Les échanges de la journée ont montré que la relation auteurs – producteurs – diffuseurs demeurait toujours centrale, avec des impératifs de transparence et ce en particulier dans des États à plus faible capacité de production que la France. L’indépendance de la création européenne ne dépend pas uniquement de sa capacité de production mais également de son accessibilité, qu’elle soit portée par des salles qui ne cessent de se réinventer, des diffuseurs ou des plateformes européennes.

D’autre part, au regard de la force des acteurs extra-européens et de ces plateformes, ces mécanismes de régulation dépassent largement le secteur audiovisuel et s’inscrivent dans une dimension démocratique nécessaire avec par exemple l’adoption récente par le Parlement européen du règlement sur les services numérique (DSA), en lien avec le règlement sur les marchés numériques (DMA) mais aussi sur les travaux en cours de la Commission européenne sur un projet de règlement pour la liberté des médias.

Quels soutiens pour l’audiovisuel européen ?

Les ambitions communautaires s’inscrivent à la fois dans le cadre de la relance et plus largement de la transition numérique, écologique et sociétale d’un audiovisuel européen fortement accélérée par la crise sanitaire et la recomposition des acteurs économiques mondiaux.

Lors de son intervention, le commissaire européen Thierry Breton est revenu sur plan d’action pour les médias et l’audiovisuel (MAAP) qui a été lancé fin 2020.

C’est d’abord un accompagnement dans la relance. Il s’agit dans un premier temps d’assurer que les plans de relance prendront part à un investissement dirigé vers la culture et donc participeront à un renforcement du secteur audiovisuel dans un environnement compétitif et difficile.

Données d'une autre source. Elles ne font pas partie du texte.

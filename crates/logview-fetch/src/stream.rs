//! Stream fetcher
//!
//! Follows a running section over a push connection. Incoming chunks are
//! appended to a buffer that is never trimmed; the whole buffer is
//! published as a replace update at most once per throttle interval.
//! Closing cancels the pending publish, so nothing fires after teardown.

use crate::error::FetchError;
use crate::store::Store;
use crate::token::TokenGate;
use async_trait::async_trait;
use futures::stream::BoxStream;
use futures::StreamExt;
use logview_core::{Action, UnitKey, UpdateSectionData};
use std::fmt::Debug;
use std::sync::Arc;
use std::time::Duration;
use tokio::task::JoinHandle;
use tokio::time::Instant;
use tokio_util::sync::CancellationToken;

/// Event delivered by a push connection
#[derive(Debug, Clone, PartialEq, Eq)]
pub enum StreamEvent {
    /// Line-delimited log text
    Message(String),
    /// Server-side error; the connection is closed on receipt
    Error(String),
}

/// Events of one connection; the stream ends when the server closes
pub type EventStream = BoxStream<'static, Result<StreamEvent, FetchError>>;

/// Live push retrieval of running section text
#[async_trait]
pub trait StreamService: Send + Sync + Debug {
    /// Open a connection for a retrieval key.
    async fn connect(
        &self,
        account_id: &str,
        log_key: &str,
        token: &str,
    ) -> Result<EventStream, FetchError>;
}

/// Leading and trailing publish throttle
#[derive(Debug, Clone)]
pub struct Throttle {
    interval: Duration,
    last_publish: Option<Instant>,
    pending: bool,
}

impl Throttle {
    /// Create throttle
    #[must_use]
    pub fn new(interval: Duration) -> Self {
        Self {
            interval,
            last_publish: None,
            pending: false,
        }
    }

    /// Record new data. Returns true when it may be published now.
    pub fn offer(&mut self, now: Instant) -> bool {
        self.pending = true;
        self.last_publish
            .map_or(true, |last| now.duration_since(last) >= self.interval)
    }

    /// When the pending data is due, if any is pending
    #[must_use]
    pub fn deadline(&self) -> Option<Instant> {
        if !self.pending {
            return None;
        }
        Some(self.last_publish.map_or_else(Instant::now, |last| last + self.interval))
    }

    /// Unpublished data exists
    #[inline]
    #[must_use]
    pub fn is_pending(&self) -> bool {
        self.pending
    }

    /// Record a publish
    pub fn published(&mut self, now: Instant) {
        self.last_publish = Some(now);
        self.pending = false;
    }

    /// Drop the pending publish
    pub fn cancel(&mut self) {
        self.pending = false;
    }
}

/// Handle to an open stream
#[derive(Debug)]
pub struct StreamHandle {
    cancel: CancellationToken,
    task: JoinHandle<()>,
}

impl StreamHandle {
    /// Close the connection; safe to call any number of times
    pub fn close(&self) {
        self.cancel.cancel();
    }

    /// Connection closed, by teardown, error or server
    #[must_use]
    pub fn is_closed(&self) -> bool {
        self.cancel.is_cancelled() || self.task.is_finished()
    }

    /// Wait for the connection task to end
    pub async fn join(mut self) {
        if let Err(err) = (&mut self.task).await {
            if err.is_panic() {
                tracing::error!(error = %err, "stream task panicked");
            }
        }
    }
}

impl Drop for StreamHandle {
    fn drop(&mut self) {
        self.cancel.cancel();
    }
}

/// Opens push connections and feeds their text into the store
#[derive(Debug, Clone)]
pub struct StreamFetcher {
    store: Store,
    gate: TokenGate,
    service: Arc<dyn StreamService>,
    account_id: String,
    throttle: Duration,
}

impl StreamFetcher {
    /// Create fetcher
    #[must_use]
    pub fn new(
        store: Store,
        gate: TokenGate,
        service: Arc<dyn StreamService>,
        account_id: impl Into<String>,
        throttle: Duration,
    ) -> Self {
        Self {
            store,
            gate,
            service,
            account_id: account_id.into(),
            throttle,
        }
    }

    /// Start following a section. Must be called within a tokio runtime.
    #[must_use]
    pub fn open(&self, unit: UnitKey, log_key: String, parent: &CancellationToken) -> StreamHandle {
        let cancel = parent.child_token();
        let fetcher = self.clone();
        let task_cancel = cancel.clone();
        let task = tokio::spawn(async move {
            fetcher.run(&unit, &log_key, &task_cancel).await;
            task_cancel.cancel();
        });
        StreamHandle { cancel, task }
    }

    async fn run(&self, unit: &UnitKey, log_key: &str, cancel: &CancellationToken) {
        let Ok(token) = self.gate.wait_for_token(cancel).await else {
            return;
        };

        self.store
            .dispatch(Action::FetchingSectionData(unit.clone()));

        let connected = tokio::select! {
            () = cancel.cancelled() => return,
            connected = self.service.connect(&self.account_id, log_key, &token) => connected,
        };
        let mut events = match connected {
            Ok(events) => events,
            Err(err) => {
                if !cancel.is_cancelled() {
                    tracing::warn!(unit = %unit, log_key, error = %err, "stream connect failed");
                    self.store.dispatch(Action::ResetSection(unit.clone()));
                }
                return;
            }
        };
        tracing::info!(unit = %unit, log_key, "stream opened");

        let mut buffer = String::new();
        let mut throttle = Throttle::new(self.throttle);

        loop {
            let deadline = throttle.deadline();
            tokio::select! {
                biased;
                () = cancel.cancelled() => {
                    throttle.cancel();
                    tracing::info!(unit = %unit, log_key, "stream closed");
                    return;
                }
                () = tokio::time::sleep_until(deadline.unwrap_or_else(Instant::now)), if deadline.is_some() => {
                    self.publish(unit, &buffer, &mut throttle);
                }
                event = events.next() => match event {
                    Some(Ok(StreamEvent::Message(chunk))) => {
                        if !buffer.is_empty() {
                            buffer.push('\n');
                        }
                        buffer.push_str(&chunk);
                        if throttle.offer(Instant::now()) {
                            self.publish(unit, &buffer, &mut throttle);
                        }
                    }
                    Some(Ok(StreamEvent::Error(message))) => {
                        self.fail(unit, log_key, &buffer, &FetchError::Stream(message), &mut throttle);
                        return;
                    }
                    Some(Err(err)) => {
                        self.fail(unit, log_key, &buffer, &err, &mut throttle);
                        return;
                    }
                    None => {
                        if throttle.is_pending() {
                            self.publish(unit, &buffer, &mut throttle);
                        }
                        tracing::info!(unit = %unit, log_key, "stream ended");
                        return;
                    }
                },
            }
        }
    }

    fn publish(&self, unit: &UnitKey, buffer: &str, throttle: &mut Throttle) {
        tracing::debug!(unit = %unit, bytes = buffer.len(), "publishing stream buffer");
        self.store
            .dispatch(Action::UpdateSectionData(UpdateSectionData::replace(unit.clone(), buffer)));
        throttle.published(Instant::now());
    }

    fn fail(
        &self,
        unit: &UnitKey,
        log_key: &str,
        buffer: &str,
        err: &FetchError,
        throttle: &mut Throttle,
    ) {
        if throttle.is_pending() {
            self.publish(unit, buffer, throttle);
        }
        if err.is_recoverable() {
            tracing::warn!(unit = %unit, log_key, error = %err, "stream failed, closing");
        } else {
            tracing::error!(unit = %unit, log_key, error = %err, "stream unusable, closing");
        }
        self.store.dispatch(Action::ResetSection(unit.clone()));
    }
}
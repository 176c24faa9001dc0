//! Execution node descriptor consumed by the section builder
//!
//! Only the fields the log view reads are modelled; everything else the
//! backend sends is ignored during deserialization.

use crate::status::ExecutionStatus;
use serde::{Deserialize, Serialize};

/// One execution node (a pipeline step)
#[derive(Debug, Clone, Default, PartialEq, Eq, Serialize, Deserialize)]
#[serde(rename_all = "camelCase")]
pub struct ExecutionNode {
    /// Overall node status
    #[serde(default)]
    pub status: ExecutionStatus,
    /// Executable responses; only the first one is used
    #[serde(default)]
    pub executable_responses: Vec<ExecutableResponse>,
    /// Per-unit progress records
    #[serde(default)]
    pub unit_progresses: Vec<UnitProgress>,
}

impl ExecutionNode {
    /// Create node with status only
    #[inline]
    #[must_use]
    pub fn new(status: ExecutionStatus) -> Self {
        Self {
            status,
            ..Self::default()
        }
    }

    /// With a single task descriptor
    #[must_use]
    pub fn with_task(mut self, task: TaskDescriptor) -> Self {
        self.executable_responses.push(ExecutableResponse {
            task: Some(task),
            task_chain: None,
        });
        self
    }

    /// With a task chain descriptor
    #[must_use]
    pub fn with_task_chain(mut self, chain: TaskDescriptor) -> Self {
        self.executable_responses.push(ExecutableResponse {
            task: None,
            task_chain: Some(chain),
        });
        self
    }

    /// With a unit progress record
    #[must_use]
    pub fn with_progress(mut self, progress: UnitProgress) -> Self {
        self.unit_progresses.push(progress);
        self
    }

    /// Descriptor of the first executable response, task before task chain
    #[must_use]
    pub fn descriptor(&self) -> Option<&TaskDescriptor> {
        self.executable_responses
            .first()
            .and_then(|r| r.task.as_ref().or(r.task_chain.as_ref()))
    }
}

/// Executable response carrying either a task or a task chain
#[derive(Debug, Clone, Default, PartialEq, Eq, Serialize, Deserialize)]
#[serde(rename_all = "camelCase")]
pub struct ExecutableResponse {
    /// Single task
    #[serde(default)]
    pub task: Option<TaskDescriptor>,
    /// Task chain
    #[serde(default)]
    pub task_chain: Option<TaskDescriptor>,
}

/// Unit names and retrieval keys, index aligned
#[derive(Debug, Clone, Default, PartialEq, Eq, Serialize, Deserialize)]
#[serde(rename_all = "camelCase")]
pub struct TaskDescriptor {
    /// Unit display names
    #[serde(default)]
    pub units: Vec<String>,
    /// Retrieval keys
    #[serde(default)]
    pub log_keys: Vec<String>,
}

impl TaskDescriptor {
    /// Descriptor from parallel unit/key lists
    #[must_use]
    pub fn new<U, K>(units: U, log_keys: K) -> Self
    where
        U: IntoIterator,
        U::Item: Into<String>,
        K: IntoIterator,
        K::Item: Into<String>,
    {
        Self {
            units: units.into_iter().map(Into::into).collect(),
            log_keys: log_keys.into_iter().map(Into::into).collect(),
        }
    }
}

/// Progress of one named unit
#[derive(Debug, Clone, Default, PartialEq, Eq, Serialize, Deserialize)]
#[serde(rename_all = "camelCase")]
pub struct UnitProgress {
    /// Unit name, matches an entry of [`TaskDescriptor::units`]
    pub unit_name: String,
    /// Unit execution status
    #[serde(default)]
    pub status: ExecutionStatus,
    /// Start time, epoch millis
    #[serde(default)]
    pub start_time: Option<i64>,
    /// End time, epoch millis
    #[serde(default)]
    pub end_time: Option<i64>,
}

impl UnitProgress {
    /// Progress record without timestamps
    #[must_use]
    pub fn new(unit_name: impl Into<String>, status: ExecutionStatus) -> Self {
        Self {
            unit_name: unit_name.into(),
            status,
            start_time: None,
            end_time: None,
        }
    }

    /// With start/end timestamps
    #[must_use]
    pub fn with_times(mut self, start_time: Option<i64>, end_time: Option<i64>) -> Self {
        self.start_time = start_time;
        self.end_time = end_time;
        self
    }
}
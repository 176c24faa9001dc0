//! Blob fetcher
//!
//! Loads a terminated section once: cache first, then the retrieval
//! service once a token is available. Failures reset the section so the
//! user can retry by reopening it.

use crate::cache::BlobCache;
use crate::error::FetchError;
use crate::store::Store;
use crate::token::TokenGate;
use async_trait::async_trait;
use logview_core::{Action, UnitKey, UpdateSectionData};
use std::fmt::Debug;
use std::sync::Arc;
use tokio_util::sync::CancellationToken;

/// Body returned by the blob service
#[derive(Debug, Clone, PartialEq, Eq)]
pub enum BlobBody {
    /// Log text
    Text(String),
    /// Anything that is not text
    Other {
        /// Reported content type, if any
        content_type: Option<String>,
    },
}

/// One-shot retrieval of archived section text
#[async_trait]
pub trait BlobService: Send + Sync + Debug {
    /// Fetch the blob for a retrieval key.
    ///
    /// Implementations should return promptly once `cancel` fires.
    async fn fetch(
        &self,
        log_key: &str,
        token: &str,
        cancel: &CancellationToken,
    ) -> Result<BlobBody, FetchError>;
}

/// Outcome of one load, for logging and tests
#[derive(Debug, Clone, Copy, PartialEq, Eq)]
pub enum BlobOutcome {
    /// Served from cache
    CacheHit,
    /// Fetched and stored
    Fetched,
    /// Failed; section reset
    Failed,
    /// Cancelled before completion
    Cancelled,
}

/// Loads blob sections into the store
#[derive(Debug, Clone)]
pub struct BlobFetcher {
    store: Store,
    cache: BlobCache,
    gate: TokenGate,
    service: Arc<dyn BlobService>,
}

impl BlobFetcher {
    /// Create fetcher
    #[must_use]
    pub fn new(
        store: Store,
        cache: BlobCache,
        gate: TokenGate,
        service: Arc<dyn BlobService>,
    ) -> Self {
        Self {
            store,
            cache,
            gate,
            service,
        }
    }

    /// Load one section.
    pub async fn load(
        &self,
        unit: &UnitKey,
        log_key: &str,
        cancel: &CancellationToken,
    ) -> BlobOutcome {
        if let Some(text) = self.cache.get(log_key).await {
            if cancel.is_cancelled() {
                return BlobOutcome::Cancelled;
            }
            tracing::debug!(unit = %unit, log_key, "blob cache hit");
            self.store.dispatch(Action::UpdateSectionData(UpdateSectionData::replace(
                unit.clone(),
                text.to_string(),
            )));
            return BlobOutcome::CacheHit;
        }

        let Ok(token) = self.gate.wait_for_token(cancel).await else {
            return BlobOutcome::Cancelled;
        };

        self.store
            .dispatch(Action::FetchingSectionData(unit.clone()));

        let result = tokio::select! {
            () = cancel.cancelled() => return BlobOutcome::Cancelled,
            result = self.service.fetch(log_key, &token, cancel) => result,
        };

        if cancel.is_cancelled() {
            return BlobOutcome::Cancelled;
        }

        match result {
            Ok(BlobBody::Text(text)) => {
                self.cache.insert(log_key, &text).await;
                tracing::debug!(unit = %unit, log_key, bytes = text.len(), "blob fetched");
                self.store
                    .dispatch(Action::UpdateSectionData(UpdateSectionData::replace(unit.clone(), text)));
                BlobOutcome::Fetched
            }
            Ok(BlobBody::Other { content_type }) => {
                tracing::warn!(unit = %unit, log_key, ?content_type, "blob is not text");
                self.store.dispatch(Action::ResetSection(unit.clone()));
                BlobOutcome::Failed
            }
            Err(FetchError::Cancelled) => BlobOutcome::Cancelled,
            Err(err) => {
                if err.is_recoverable() {
                    tracing::warn!(unit = %unit, log_key, error = %err, "blob fetch failed, reopen to retry");
                } else {
                    tracing::error!(unit = %unit, log_key, error = %err, "blob fetch failed");
                }
                self.store.dispatch(Action::ResetSection(unit.clone()));
                BlobOutcome::Failed
            }
        }
    }
}
//! Markup escaping for log text
//!
//! Line fields are stored escaped so a renderer can embed them in markup
//! verbatim.

use std::borrow::Cow;

/// Entities produced by [`escape_markup`] and the characters they stand for
const ENTITIES: [(&str, char); 5] = [
    ("&amp;", '&'),
    ("&lt;", '<'),
    ("&gt;", '>'),
    ("&quot;", '"'),
    ("&#39;", '\''),
];

/// Escape markup-significant characters.
#[must_use]
pub fn escape_markup(value: &str) -> String {
    if !value.contains(['&', '<', '>', '"', '\'']) {
        return value.to_string();
    }

    let mut out = String::with_capacity(value.len() + 16);
    for ch in value.chars() {
        match ch {
            '&' => out.push_str("&amp;"),
            '<' => out.push_str("&lt;"),
            '>' => out.push_str("&gt;"),
            '"' => out.push_str("&quot;"),
            '\'' => out.push_str("&#39;"),
            _ => out.push(ch),
        }
    }
    out
}

/// Undo [`escape_markup`]. Unknown entities are kept as written.
#[must_use]
pub fn unescape_markup(value: &str) -> Cow<'_, str> {
    if !value.contains('&') {
        return Cow::Borrowed(value);
    }

    let mut out = String::with_capacity(value.len());
    let mut rest = value;
    while let Some(at) = rest.find('&') {
        out.push_str(&rest[..at]);
        let tail = &rest[at..];
        match ENTITIES.iter().find(|(entity, _)| tail.starts_with(entity)) {
            Some((entity, ch)) => {
                out.push(*ch);
                rest = &tail[entity.len()..];
            }
            None => {
                out.push('&');
                rest = &tail[1..];
            }
        }
    }
    out.push_str(rest);
    Cow::Owned(out)
}
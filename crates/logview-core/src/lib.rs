//! Logview Core - log-section state machine
//!
//! Pure, synchronous half of the log view:
//! - Classifies execution statuses
//! - Builds log sections from an execution node
//! - Reduces actions into new state snapshots
//! - Searches open sections with stable match numbering
//!
//! # Example
//!
//! ```rust
//! use logview_core::prelude::*;
//!
//! let node = ExecutionNode::new(ExecutionStatus::Success)
//!     .with_task(TaskDescriptor::new(["Build"], ["key-1"]))
//!     .with_progress(UnitProgress::new("Build", ExecutionStatus::Success));
//!
//! let state = reduce(
//!     &LogViewState::new(),
//!     &Action::CreateSections(CreateSectionsPayload::new(node, "step-1")),
//! );
//! assert_eq!(state.section("key-1").unwrap().status, SectionStatus::Loading);
//! ```

#![warn(missing_docs)]
#![warn(unreachable_pub)]

// Core modules
pub mod actions;
pub mod builder;
pub mod node;
pub mod parse;
pub mod reducer;
pub mod sanitize;
pub mod search;
pub mod status;
pub mod types;
pub mod view;

// Re-exports for convenience
pub use actions::{Action, UpdateSectionData};
pub use builder::{create_sections, CreateSectionsPayload};
pub use node::{ExecutableResponse, ExecutionNode, TaskDescriptor, UnitProgress};
pub use parse::{parse_log_text, ParseError};
pub use reducer::reduce;
pub use status::{ExecutionStatus, SectionStatus};
pub use types::{
    DataSource, LineText, LogField, LogLine, LogViewState, SearchIndices, SearchState,
    SectionState, UnitKey,
};

/// Version of this crate
pub const VERSION: &str = env!("CARGO_PKG_VERSION");

/// Prelude module for common imports
pub mod prelude {
    //! Common imports for working with the log view state
    pub use crate::actions::{Action, UpdateSectionData};
    pub use crate::builder::CreateSectionsPayload;
    pub use crate::node::{ExecutionNode, TaskDescriptor, UnitProgress};
    pub use crate::reducer::reduce;
    pub use crate::status::{ExecutionStatus, SectionStatus};
    pub use crate::types::{DataSource, LogLine, LogViewState, SectionState, UnitKey};
}
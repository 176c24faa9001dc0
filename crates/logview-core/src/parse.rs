//! Log text parsing
//!
//! Raw section text is newline delimited; each non-empty line is a JSON
//! record with `level`, `time` and `out`. Lines that fail to parse are
//! dropped and never reach the state.

use crate::sanitize::escape_markup;
use crate::types::{LineText, LogLine};
use serde_json::Value;

/// Errors parsing a single log record
#[derive(Debug, thiserror::Error)]
pub enum ParseError {
    /// Not valid JSON
    #[error("invalid log record: {0}")]
    InvalidJson(#[from] serde_json::Error),

    /// Valid JSON but not an object
    #[error("log record is not an object")]
    NotAnObject,
}

/// Parse one record into a sanitized line.
///
/// # Errors
/// Returns [`ParseError`] when the line is not a JSON object.
pub fn parse_line(raw: &str) -> Result<LogLine, ParseError> {
    let value: Value = serde_json::from_str(raw)?;
    let Value::Object(record) = value else {
        return Err(ParseError::NotAnObject);
    };

    let field = |name: &str| -> String {
        match record.get(name) {
            None | Some(Value::Null) => String::new(),
            Some(Value::String(s)) => escape_markup(s),
            Some(other) => escape_markup(&other.to_string()),
        }
    };

    Ok(LogLine {
        text: LineText {
            level: field("level"),
            time: field("time"),
            out: field("out"),
        },
        search_indices: None,
    })
}

/// Parse newline-delimited section text, skipping malformed lines.
#[must_use]
pub fn parse_log_text(raw: &str) -> Vec<LogLine> {
    raw.lines()
        .map(|line| line.trim_end_matches('\r'))
        .filter(|line| !line.trim().is_empty())
        .filter_map(|line| match parse_line(line) {
            Ok(parsed) => Some(parsed),
            Err(err) => {
                tracing::trace!(error = %err, "dropping malformed log line");
                None
            }
        })
        .collect()
}
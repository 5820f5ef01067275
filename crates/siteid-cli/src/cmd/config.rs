use crate::output::print_json;
use clap::Subcommand;
use siteid_core::config::{EngineConfig, WarnLevel};

#[derive(Subcommand)]
pub enum ConfigSubcommand {
    /// Print the effective configuration
    Show,

    /// Validate the config for common mistakes
    Validate,
}

pub fn run(config: &EngineConfig, subcmd: ConfigSubcommand, json: bool) -> anyhow::Result<()> {
    match subcmd {
        ConfigSubcommand::Show => show(config, json),
        ConfigSubcommand::Validate => validate(config, json),
    }
}

fn show(config: &EngineConfig, json: bool) -> anyhow::Result<()> {
    if json {
        return print_json(config);
    }
    match config.reference_year {
        Some(year) => println!("reference_year:        {year}"),
        None => println!("reference_year:        (current year, {})", config.year()),
    }
    println!("fix.max_concurrency:   {}", config.fix.max_concurrency);
    println!("fix.effect_timeout_ms: {}", config.fix.effect_timeout_ms);
    Ok(())
}

fn validate(config: &EngineConfig, json: bool) -> anyhow::Result<()> {
    let warnings = config.validate();

    if json {
        print_json(&serde_json::json!({
            "warnings": warnings,
        }))?;
    } else if warnings.is_empty() {
        println!("Config is valid. No warnings.");
    } else {
        for w in &warnings {
            let prefix = match w.level {
                WarnLevel::Warning => "warning",
                WarnLevel::Error => "error",
            };
            println!("[{prefix}] {}", w.message);
        }
    }

    if warnings.iter().any(|w| w.level == WarnLevel::Error) {
        anyhow::bail!("config validation found errors");
    }
    Ok(())
}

C’est la volonté de développer des instruments financiers spécifiques autour de l’initiative MEDIA Invest, dont nous espérons un lancement prochain. Il faut se pencher sur la santé financière des entreprises en favorisant des investissements européens pour développer les fonds propres des entreprises de production afin qu’elles conservent une certaine autonomie.

Le rôle des programmes européens est également d’expérimenter. Des dispositifs les plus larges à travers les fonds structurels européens comme le FEDER aux programmes communautaire comme Horizon Europe, Erasmus + et spécifiquement Europe Créative, et son volet MEDIA, donnent la possibilité aux opérateurs européens de s’investir.

Ces programmes permettent de soutenir des nouvelles coopérations en termes d’outils, de création, de circulation mais aussi d’inventer des modèles ou pratiques écoresponsables, et d’investir dans la diversité pour redécouvrir une certaine liberté de récit.

Soutenir le pluralisme de ces initiatives et de ces actions culturelles, c’est imaginer que la réponse européenne repose sur la multiplicité et la diversité de ses acteurs et non pas sur un champion hypothétique.